The Latest in “Land Acknowledgments”

We reported here early last month about University of Washington Prof. Stuart Reges upending UW’s virtue-signaling “land acknowledgement” that is all the rage in academia right now. Today Inside Higher Ed picks up the story, with an interesting wrinkle. As argued here, if “land acknowledgements” are meant literally, they are the height of liberal hypocrisy, since “stolen land” by definition should either be returned to its rightful owner, or compensation should be paid. Not one university proudly proclaiming land acknowledgments is proposing to do this, nor will they ever.

It seems some native Americans are having second thoughts about this virtue-signaling, as the Inside Higher Ed story relates:

Last fall, three anthropologists—two of whom are Native American—wrote a piece about land acknowledgments in The Conversation, arguing that “many contemporary land acknowledgments unintentionally communicate false ideas about the history of dispossession and the current realities of American Indians and Alaska Natives.”

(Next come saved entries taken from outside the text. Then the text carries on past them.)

//! Attribute paths.
//!
//! A [`Path`] addresses a value inside a schema-bound object: an attribute name
//! followed by any number of list indexes, map keys or nested attribute names.
//!
//! ```
//! use tfplug_framework::path::Path;
//!
//! let path = Path::root("ingress").at_list_index(0).at_name("port");
//! assert_eq!(path.to_string(), "ingress[0].port");
//! ```

use std::fmt;

use crate::proto;

/// A single step in a [`Path`].
#[derive(Debug, Clone, PartialEq, Eq, Hash)]
pub enum PathStep {
    /// An object attribute or nested block name.
    AttributeName(String),
    /// A map key.
    ElementKeyString(String),
    /// A list index.
    ElementKeyInt(i64),
}

/// A path to an attribute or element.
#[derive(Debug, Clone, PartialEq, Eq, Hash, Default)]
pub struct Path {
    steps: Vec<PathStep>,
}

impl Path {
    /// A path with no steps, addressing the whole value.
    pub fn empty() -> Self {
        Self::default()
    }

    /// A path starting at a top-level attribute.
    pub fn root(name: impl Into<String>) -> Self {
        Self {
            steps: vec![PathStep::AttributeName(name.into())],
        }
    }

    /// Append an attribute name step.
    pub fn at_name(mut self, name: impl Into<String>) -> Self {
        self.steps.push(PathStep::AttributeName(name.into()));
        self
    }

    /// Append a list index step.
    pub fn at_list_index(mut self, index: i64) -> Self {
        self.steps.push(PathStep::ElementKeyInt(index));
        self
    }

    /// Append a map key step.
    pub fn at_map_key(mut self, key: impl Into<String>) -> Self {
        self.steps.push(PathStep::ElementKeyString(key.into()));
        self
    }

    /// The path without its last step, or `None` for the empty path.
    pub fn parent(&self) -> Option<Path> {
        if self.steps.is_empty() {
            return None;
        }
        Some(Path {
            steps: self.steps[..self.steps.len() - 1].to_vec(),
        })
    }

    /// The steps of this path.
    pub fn steps(&self) -> &[PathStep] {
        &self.steps
    }

    /// Whether this path has no steps.
    pub fn is_empty(&self) -> bool {
        self.steps.is_empty()
    }

    pub(crate) fn with_step(&self, step: PathStep) -> Path {
        let mut steps = self.steps.clone();
        steps.push(step);
        Path { steps }
    }
}

impl fmt::Display for Path {
    fn fmt(&self, f: &mut fmt::Formatter<'_>) -> fmt::Result {
        for (i, step) in self.steps.iter().enumerate() {
            match step {
                PathStep::AttributeName(name) if i == 0 => write!(f, "{}", name)?,
                PathStep::AttributeName(name) => write!(f, ".{}", name)?,
                PathStep::ElementKeyString(key) => write!(f, "[{:?}]", key)?,
                PathStep::ElementKeyInt(index) => write!(f, "[{}]", index)?,
            }
        }
        Ok(())
    }
}

impl From<&Path> for proto::AttributePath {
    fn from(path: &Path) -> Self {
        use proto::attribute_path::step::Selector;

        proto::AttributePath {
            steps: path
                .steps
                .iter()
                .map(|step| proto::attribute_path::Step {
                    selector: Some(match step {
                        PathStep::AttributeName(name) => Selector::AttributeName(name.clone()),
                        PathStep::ElementKeyString(key) => Selector::ElementKeyString(key.clone()),
                        PathStep::ElementKeyInt(index) => Selector::ElementKeyInt(*index),
                    }),
                })
                .collect(),
        }
    }
}

impl From<proto::AttributePath> for Path {
    fn from(attribute_path: proto::AttributePath) -> Self {
        use proto::attribute_path::step::Selector;

        Path {
            steps: attribute_path
                .steps
                .into_iter()
                .filter_map(|step| step.selector)
                .map(|selector| match selector {
                    Selector::AttributeName(name) => PathStep::AttributeName(name),
                    Selector::ElementKeyString(key) => PathStep::ElementKeyString(key),
                    Selector::ElementKeyInt(index) => PathStep::ElementKeyInt(index),
                })
                .collect(),
        }
    }
}

/// An ordered collection of distinct paths.
#[derive(Debug, Clone, PartialEq, Eq, Default)]
pub struct Paths(Vec<Path>);

impl Paths {
    /// Create an empty collection.
    pub fn new() -> Self {
        Self::default()
    }

    /// Add a path unless it is already present.
    pub fn append(&mut self, path: Path) {
        if !self.0.contains(&path) {
            self.0.push(path);
        }
    }

    /// Whether the collection holds the given path.
    pub fn contains(&self, path: &Path) -> bool {
        self.0.contains(path)
    }

    /// Number of paths.
    pub fn len(&self) -> usize {
        self.0.len()
    }

    /// Whether the collection is empty.
    pub fn is_empty(&self) -> bool {
        self.0.is_empty()
    }

    /// Iterate over the paths in insertion order.
    pub fn iter(&self) -> std::slice::Iter<'_, Path> {
        self.0.iter()
    }
}

impl IntoIterator for Paths {
    type Item = Path;
    type IntoIter = std::vec::IntoIter<Path>;

    fn into_iter(self) -> Self::IntoIter {
        self.0.into_iter()
    }
}

impl<'a> IntoIterator for &'a Paths {
    type Item = &'a Path;
    type IntoIter = std::slice::Iter<'a, Path>;

    fn into_iter(self) -> Self::IntoIter {
        self.0.iter()
    }
}

impl FromIterator<Path> for Paths {
    fn from_iter<I: IntoIterator<Item = Path>>(iter: I) -> Self {
        let mut paths = Paths::new();
        for path in iter {
            paths.append(path);
        }
        paths
    }
}

impl Extend<Path> for Paths {
    fn extend<I: IntoIterator<Item = Path>>(&mut self, iter: I) {
        for path in iter {
            self.append(path);
        }
    }
}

They noted at the time that the Association of Indigenous Anthropologists had requested that the American Anthropological Association pause the practice of land acknowledgments and welcoming rituals in which Indigenous people offered prayers or blessings to open events.

“It felt like their blessing ceremonies were just playing on stereotypes,” said Michael Lambert, a professor at the University of North Carolina at Chapel Hill who co-authored the opinion piece in The Conversation and is an enrolled member of the Eastern Band of Cherokee Indians.

The American Anthropological Association, he noted, took heed—it formally paused the practice and created a task force to determine how to approach the issue going forward. . .

Luhui Whitebear, a professor at Oregon State University; director for the university’s Kaku-Ixt Mana Ina Haws, a Native and Indigenous center; and an enrolled member of the Coastal Band of the Chumash Nation, said that she occasionally sees problematic land acknowledgments, often when colleges are more focused on checking a box rather than making a difference.

Checking boxes is the chief day-to-day function of the whole diversity racket.